→ **What the exercise asks**: Show each line of the entries below in which the word "params" appears.

→ **Information supplied**:
■ ■ ■
// Copyright (c) AlphaVelocity.
// All rights reserved.
//
// This source code is licensed under the license found in the
// LICENSE file in the root directory of this source tree.

use crate::utils::pretty_table;
use anyhow::{Context, Result};
use rusqlite::{params, Connection};
use rust_decimal::Decimal;

pub fn handle(conn: &Connection, user_id: &str) -> Result<()> {
    let mut rows = Vec::new();

    // 1) Goal balances that disagree with their linked ledger entries
    let mut stmt = conn.prepare(
        "SELECT id, name, current_amount FROM savings_goals WHERE user_id=?1",
    )?;
    let mut cur = stmt.query(params![user_id])?;
    while let Some(r) = cur.next()? {
        let id: i64 = r.get(0)?;
        let name: String = r.get(1)?;
        let stored: String = r.get(2)?;
        let stored = stored
            .parse::<Decimal>()
            .with_context(|| format!("Invalid current amount '{}' for goal {}", stored, id))?;

        let mut tstmt = conn.prepare(
            "SELECT amount, kind FROM transactions WHERE user_id=?1 AND goal_id=?2",
        )?;
        let mut trs = tstmt.query(params![user_id, id])?;
        let mut from_ledger = Decimal::ZERO;
        while let Some(t) = trs.next()? {
            let amt_s: String = t.get(0)?;
            let kind: String = t.get(1)?;
            let amt = amt_s
                .parse::<Decimal>()
                .with_context(|| format!("Invalid amount '{}' in transactions", amt_s))?;
            match kind.as_str() {
                "savings" => from_ledger += amt,
                "savings-withdrawal" => from_ledger -= amt,
                _ => {}
            }
        }
        if from_ledger != stored {
            rows.push(vec![
                "goal_balance_drift".into(),
                format!("'{}': stored {} vs ledger {}", name, stored, from_ledger),
            ]);
        }
    }

    // 2) Savings entries with no goal link (history of a deleted goal is
    // expected here; anything recent is suspicious)
    let orphans: i64 = conn.query_row(
        "SELECT COUNT(*) FROM transactions
         WHERE user_id=?1 AND kind IN ('savings','savings-withdrawal') AND goal_id IS NULL",
        params![user_id],
        |r| r.get(0),
    )?;
    if orphans > 0 {
        rows.push(vec![
            "savings_entry_no_goal".into(),
            format!("{} entr(ies)", orphans),
        ]);
    }

    // 3) Uncategorized expense volume
    let uncategorized: i64 = conn.query_row(
        "SELECT COUNT(*) FROM transactions
         WHERE user_id=?1 AND kind='expense' AND category_id IS NULL",
        params![user_id],
        |r| r.get(0),
    )?;
    if uncategorized > 0 {
        rows.push(vec![
            "uncategorized_expenses".into(),
            format!("{} transaction(s)", uncategorized),
        ]);
    }

    if rows.is_empty() {
        println!("doctor: no issues found");
    } else {
        println!("{}", pretty_table(&["Issue", "Detail"], rows));
    }
    Ok(())
}
// Copyright (c) AlphaVelocity.
// All rights reserved.
//
// This source code is licensed under the license found in the
// LICENSE file in the root directory of this source tree.

use crate::ledger::budgets;
use crate::models::{BudgetPatch, BudgetPeriod, NewBudget};
use crate::utils::{
    fmt_amount, id_for_category, maybe_print_json, parse_date, parse_decimal, pretty_table,
};
use anyhow::Result;
use chrono::NaiveDate;
use rusqlite::Connection;

pub fn handle(conn: &Connection, user_id: &str, m: &clap::ArgMatches) -> Result<()> {
    let today = chrono::Utc::now().date_naive();
    match m.subcommand() {
        Some(("add", sub)) => add(conn, user_id, sub, today)?,
        Some(("list", sub)) => {
            let json_flag = sub.get_flag("json");
            let jsonl_flag = sub.get_flag("jsonl");
            let data = budgets::list(conn, user_id, today)?;
            if !maybe_print_json(json_flag, jsonl_flag, &data)? {
                println!("{}", pretty_table(HEADERS, data.iter().map(row).collect()));
            }
        }
        Some(("show", sub)) => {
            let json_flag = sub.get_flag("json");
            let jsonl_flag = sub.get_flag("jsonl");
            let id = *sub.get_one::<i64>("id").unwrap();
            let b = budgets::get(conn, user_id, id, today)?;
            if !maybe_print_json(json_flag, jsonl_flag, &b)? {
                println!("{}", pretty_table(HEADERS, vec![row(&b)]));
            }
        }
        Some(("edit", sub)) => edit(conn, user_id, sub, today)?,
        Some(("rm", sub)) => {
            let id = *sub.get_one::<i64>("id").unwrap();
            budgets::remove(conn, user_id, id)?;
            println!("Deleted budget {}", id);
        }
        _ => {}
    }
    Ok(())
}

const HEADERS: &[&str] = &[
    "Id", "Name", "Category", "Period", "Limit", "Spent", "Remaining", "Over?",
];

fn row(b: &crate::models::Budget) -> Vec<String> {
    vec![
        b.id.to_string(),
        b.name.clone(),
        b.category_id
            .map(|c| c.to_string())
            .unwrap_or_else(|| "(all)".into()),
        b.period.as_str().to_string(),
        fmt_amount(&b.limit_amount),
        fmt_amount(&b.spent),
        fmt_amount(&b.remaining),
        if b.is_over_budget { "yes" } else { "" }.to_string(),
    ]
}

fn add(conn: &Connection, user_id: &str, sub: &clap::ArgMatches, today: NaiveDate) -> Result<()> {
    let name = sub.get_one::<String>("name").unwrap().trim().to_string();
    let limit_amount = parse_decimal(sub.get_one::<String>("limit").unwrap().trim())?;
    let period = BudgetPeriod::parse(sub.get_one::<String>("period").unwrap())?;
    let start_date = parse_date(sub.get_one::<String>("start").unwrap().trim())?;
    let end_date = match sub.get_one::<String>("end") {
        Some(s) => Some(parse_date(s.trim())?),
        None => None,
    };
    let category_id = match sub.get_one::<String>("category") {
        Some(n) => Some(id_for_category(conn, user_id, n.trim())?),
        None => None,
    };
    let b = budgets::create(
        conn,
        user_id,
        &NewBudget {
            name,
            category_id,
            limit_amount,
            period,
            start_date,
            end_date,
        },
        today,
    )?;
    println!(
        "Created budget '{}' ({} {}) id {}",
        b.name,
        fmt_amount(&b.limit_amount),
        b.period.as_str(),
        b.id
    );
    Ok(())
}

fn edit(conn: &Connection, user_id: &str, sub: &clap::ArgMatches, today: NaiveDate) -> Result<()> {
    let id = *sub.get_one::<i64>("id").unwrap();
    let mut patch = BudgetPatch {
        name: sub.get_one::<String>("name").map(|s| s.to_string()),
        ..Default::default()
    };
    if let Some(l) = sub.get_one::<String>("limit") {
        patch.limit_amount = Some(parse_decimal(l.trim())?);
    }
    if let Some(p) = sub.get_one::<String>("period") {
        patch.period = Some(BudgetPeriod::parse(p)?);
    }
    if let Some(s) = sub.get_one::<String>("start") {
        patch.start_date = Some(parse_date(s.trim())?);
    }
    if sub.get_flag("clear-end") {
        patch.end_date = Some(None);
    } else if let Some(e) = sub.get_one::<String>("end") {
        patch.end_date = Some(Some(parse_date(e.trim())?));
    }
    if sub.get_flag("clear-category") {
        patch.category_id = Some(None);
    } else if let Some(n) = sub.get_one::<String>("category") {
        patch.category_id = Some(Some(id_for_category(conn, user_id, n.trim())?));
    }
    let b = budgets::update(conn, user_id, id, &patch, today)?;
    println!("Updated budget {}", b.id);
    Ok(())
}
■ ■ ■
→ **Solved exercise**:
use rusqlite::{params, Connection};
    let mut cur = stmt.query(params![user_id])?;
        let mut trs = tstmt.query(params![user_id, id])?;
        params![user_id],
        params![user_id],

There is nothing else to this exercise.